From the records below, copy each line that has the word "cannot" in it.

-------- Task input --------

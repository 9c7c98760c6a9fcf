//! Configuration validation.
//!
//! Collects every problem in one pass so a bad deployment reports all of
//! them at once.

use crate::AppConfig;
use std::fmt;

/// Configuration validation error variants.
#[derive(Debug, Clone, PartialEq, Eq)]
pub enum ConfigValidationError {
    /// Port number is invalid (must be 1-65535).
    InvalidPort { name: String, value: u16 },
    /// Log level is invalid.
    InvalidLogLevel { value: String },
    /// Access log category is empty.
    EmptyCategory,
    /// Excluded path prefix does not start with `/`.
    InvalidExcludePath { value: String },
    /// Timestamp format is empty.
    EmptyTimestampFormat,
}

impl fmt::Display for ConfigValidationError {
    fn fmt(&self, f: &mut fmt::Formatter<'_>) -> fmt::Result {
        match self {
            Self::InvalidPort { name, value } => {
                write!(f, "Invalid port for {}: {} (must be 1-65535)", name, value)
            }
            Self::InvalidLogLevel { value } => {
                write!(
                    f,
                    "Invalid log level: '{}' (valid: trace, debug, info, warn, error)",
                    value
                )
            }
            Self::EmptyCategory => write!(f, "Access log category cannot be empty"),
            Self::InvalidExcludePath { value } => {
                write!(f, "Excluded path '{}' must start with '/'", value)
            }
            Self::EmptyTimestampFormat => write!(f, "Logging timestamp format cannot be empty"),
        }
    }
}

impl std::error::Error for ConfigValidationError {}

/// Configuration validator.
pub struct ConfigValidator;

impl ConfigValidator {
    const VALID_LOG_LEVELS: &'static [&'static str] = &["trace", "debug", "info", "warn", "error"];

    /// Validates the entire application configuration.
    ///
    /// Returns Ok(()) if valid, or Err with all validation errors found.
    pub fn validate(config: &AppConfig) -> Result<(), Vec<ConfigValidationError>> {
        let mut errors = Vec::new();

        if config.server.port == 0 {
            errors.push(ConfigValidationError::InvalidPort {
                name: "server.port".to_string(),
                value: config.server.port,
            });
        }

        let level = config.logging.level.to_lowercase();
        if !Self::VALID_LOG_LEVELS.contains(&level.as_str()) {
            errors.push(ConfigValidationError::InvalidLogLevel {
                value: config.logging.level.clone(),
            });
        }
        if config.logging.timestamp_format.trim().is_empty() {
            errors.push(ConfigValidationError::EmptyTimestampFormat);
        }

        if config.access_log.category.trim().is_empty() {
            errors.push(ConfigValidationError::EmptyCategory);
        }
        for path in &config.access_log.exclude_paths {
            if !path.starts_with('/') {
                errors.push(ConfigValidationError::InvalidExcludePath { value: path.clone() });
            }
        }

        if errors.is_empty() {
            Ok(())
        } else {
            Err(errors)
        }
    }
}
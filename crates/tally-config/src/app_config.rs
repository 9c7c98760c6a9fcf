//! Application configuration structures.

use serde::{Deserialize, Serialize};
use tally_core::AccessLogConfig;

/// Root application configuration.
#[derive(Debug, Clone, Default, Serialize, Deserialize)]
pub struct AppConfig {
    /// Application name and metadata.
    #[serde(default)]
    pub app: AppMetadata,

    /// Server configuration.
    #[serde(default)]
    pub server: ServerConfig,

    /// Access log middleware configuration.
    #[serde(default)]
    pub access_log: AccessLogConfig,

    /// Subscriber configuration.
    #[serde(default)]
    pub logging: LoggingConfig,
}

/// Application metadata.
#[derive(Debug, Clone, Serialize, Deserialize)]
pub struct AppMetadata {
    /// Application name.
    pub name: String,
    /// Application version.
    pub version: String,
    /// Environment (development, staging, production).
    pub environment: String,
}

impl Default for AppMetadata {
    fn default() -> Self {
        Self {
            name: "tally".to_string(),
            version: env!("CARGO_PKG_VERSION").to_string(),
            environment: "development".to_string(),
        }
    }
}

/// Server configuration.
#[derive(Debug, Clone, Serialize, Deserialize)]
#[serde(default)]
pub struct ServerConfig {
    /// Bind host.
    pub host: String,
    /// Bind port.
    pub port: u16,
}

impl Default for ServerConfig {
    fn default() -> Self {
        Self {
            host: "0.0.0.0".to_string(),
            port: 8080,
        }
    }
}

impl ServerConfig {
    /// Returns the bind address.
    #[must_use]
    pub fn addr(&self) -> String {
        format!("{}:{}", self.host, self.port)
    }
}

/// Output format of the `tracing` subscriber.
#[derive(Debug, Clone, Copy, PartialEq, Eq, Default, Serialize, Deserialize)]
#[serde(rename_all = "lowercase")]
pub enum LogFormat {
    #[default]
    Pretty,
    Json,
}

/// `tracing` subscriber configuration.
#[derive(Debug, Clone, Serialize, Deserialize)]
#[serde(default)]
pub struct LoggingConfig {
    /// Default filter directive (trace, debug, info, warn, error).
    /// `RUST_LOG` takes precedence when set.
    pub level: String,
    /// Output format.
    pub format: LogFormat,
    /// `chrono` format string for event timestamps.
    pub timestamp_format: String,
    /// Emit ANSI colors in pretty output.
    pub ansi: bool,
}

impl Default for LoggingConfig {
    fn default() -> Self {
        Self {
            level: "info".to_string(),
            format: LogFormat::Pretty,
            timestamp_format: "%b %d %H:%M:%S".to_string(),
            ansi: true,
        }
    }
}

impl LoggingConfig {
    /// Returns true for JSON output.
    #[must_use]
    pub fn is_json(&self) -> bool {
        self.format == LogFormat::Json
    }
}
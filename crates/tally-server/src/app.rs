//! Demo routes behind the access log.

use axum::body::{Body, Bytes};
use axum::extract::{Path, Query};
use axum::http::StatusCode;
use axum::routing::{delete, get, post};
use axum::Router;
use futures::stream;
use serde::Deserialize;
use std::convert::Infallible;
use tally_config::AppConfig;
use tally_middleware::AccessLogLayer;
use tower_http::compression::CompressionLayer;

const MAX_CHUNKS: usize = 1024;

#[derive(Debug, Deserialize)]
pub struct StreamParams {
    #[serde(default = "default_chunks")]
    chunks: usize,
    #[serde(default = "default_chunk_size")]
    size: usize,
}

fn default_chunks() -> usize {
    4
}

fn default_chunk_size() -> usize {
    1024
}

/// Builds the router with the access log layer configured from `config`.
pub fn build_router(config: &AppConfig) -> Router {
    build_router_with(AccessLogLayer::new(config.access_log.clone()))
}

/// Builds the router around a preconfigured access log layer.
///
/// The access log wraps compression, so sizes are what goes on the wire.
pub fn build_router_with(access_log: AccessLogLayer) -> Router {
    Router::new()
        .route("/", get(index))
        .route("/health", get(health))
        .route("/stream", get(stream_chunks))
        .route("/echo", post(echo))
        .route("/items/:id", delete(delete_item))
        .route("/fail", get(fail))
        .fallback(not_found)
        .layer(CompressionLayer::new())
        .layer(access_log)
}

async fn index() -> &'static str {
    "Tally access log demo\n"
}

async fn health() -> &'static str {
    "ok"
}

/// Streams `chunks` chunks of `size` bytes with no declared length.
async fn stream_chunks(Query(params): Query<StreamParams>) -> Body {
    let chunks = params.chunks.min(MAX_CHUNKS);
    let size = params.size;
    Body::from_stream(stream::iter(
        (0..chunks).map(move |_| Ok::<_, Infallible>(Bytes::from(vec![b'.'; size]))),
    ))
}

async fn echo(body: Bytes) -> Bytes {
    body
}

async fn delete_item(Path(_id): Path<u64>) -> StatusCode {
    StatusCode::NO_CONTENT
}

async fn fail() -> (StatusCode, &'static str) {
    (StatusCode::INTERNAL_SERVER_ERROR, "something broke")
}

async fn not_found() -> StatusCode {
    StatusCode::NOT_FOUND
}

#[cfg(test)]
mod tests {
    use super::*;
    use axum::http::{Method, Request};
    use http_body_util::BodyExt;
    use tally_core::{format_size, AccessLogConfig, Level, MemorySink};
    use tower::ServiceExt;

    fn app(config: AccessLogConfig) -> (Router, MemorySink) {
        let sink = MemorySink::new();
        let router = build_router_with(AccessLogLayer::new(config).with_sink(sink.clone()));
        (router, sink)
    }

    fn request(method: Method, uri: &str, body: Body) -> Request<Body> {
        Request::builder().method(method).uri(uri).body(body).unwrap()
    }

    #[tokio::test]
    async fn test_stream_route_is_measured() {
        let (router, sink) = app(AccessLogConfig::default());

        let response = router
            .oneshot(request(Method::GET, "/stream?chunks=3&size=100", Body::empty()))
            .await
            .unwrap();
        let bytes = response.into_body().collect().await.unwrap().to_bytes();
        assert_eq!(bytes.len(), 300);

        let records = sink.records();
        assert_eq!(records.len(), 1);
        assert!(records[0].message.ends_with(&format_size(300)));
    }

    #[tokio::test]
    async fn test_echo_route() {
        let (router, sink) = app(AccessLogConfig::default());

        let response = router
            .oneshot(request(Method::POST, "/echo", Body::from("ping")))
            .await
            .unwrap();
        let bytes = response.into_body().collect().await.unwrap().to_bytes();

        assert_eq!(&bytes[..], b"ping");
        assert_eq!(sink.records()[0].level, Level::Info);
    }

    #[tokio::test]
    async fn test_delete_has_no_size() {
        let (router, sink) = app(AccessLogConfig::default());

        let response = router
            .oneshot(request(Method::DELETE, "/items/9", Body::empty()))
            .await
            .unwrap();
        assert_eq!(response.status(), StatusCode::NO_CONTENT);
        drop(response);

        let record = &sink.records()[0];
        assert_eq!(record.level, Level::Info);
        assert!(record.message.ends_with(' '));
    }

    #[tokio::test]
    async fn test_fail_route_logs_error() {
        let (router, sink) = app(AccessLogConfig::default());

        let response = router
            .oneshot(request(Method::GET, "/fail", Body::empty()))
            .await
            .unwrap();
        response.into_body().collect().await.unwrap();

        assert_eq!(sink.records()[0].level, Level::Error);
    }

    #[tokio::test]
    async fn test_health_can_be_excluded() {
        let config = AccessLogConfig {
            exclude_paths: vec!["/health".to_string()],
            ..AccessLogConfig::default()
        };
        let (router, sink) = app(config);

        let response = router
            .oneshot(request(Method::GET, "/health", Body::empty()))
            .await
            .unwrap();
        response.into_body().collect().await.unwrap();

        assert!(sink.is_empty());
    }

    #[tokio::test]
    async fn test_unknown_route_warns() {
        let (router, sink) = app(AccessLogConfig::default());

        drop(
            router
                .oneshot(request(Method::GET, "/nope", Body::empty()))
                .await
                .unwrap(),
        );

        assert_eq!(sink.records()[0].level, Level::Warning);
    }
}
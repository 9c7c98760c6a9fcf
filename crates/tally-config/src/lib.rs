//! # Tally Config
//!
//! Layered configuration for the Tally server: TOML files, `.env` and
//! `TALLY__` environment variables, with validation and runtime reload.

mod app_config;
mod loader;
mod validation;

pub use app_config::*;
pub use loader::*;
pub use validation::*;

--------

Solution:
            Self::EmptyCategory => write!(f, "Access log category cannot be empty"),
            Self::EmptyTimestampFormat => write!(f, "Logging timestamp format cannot be empty"),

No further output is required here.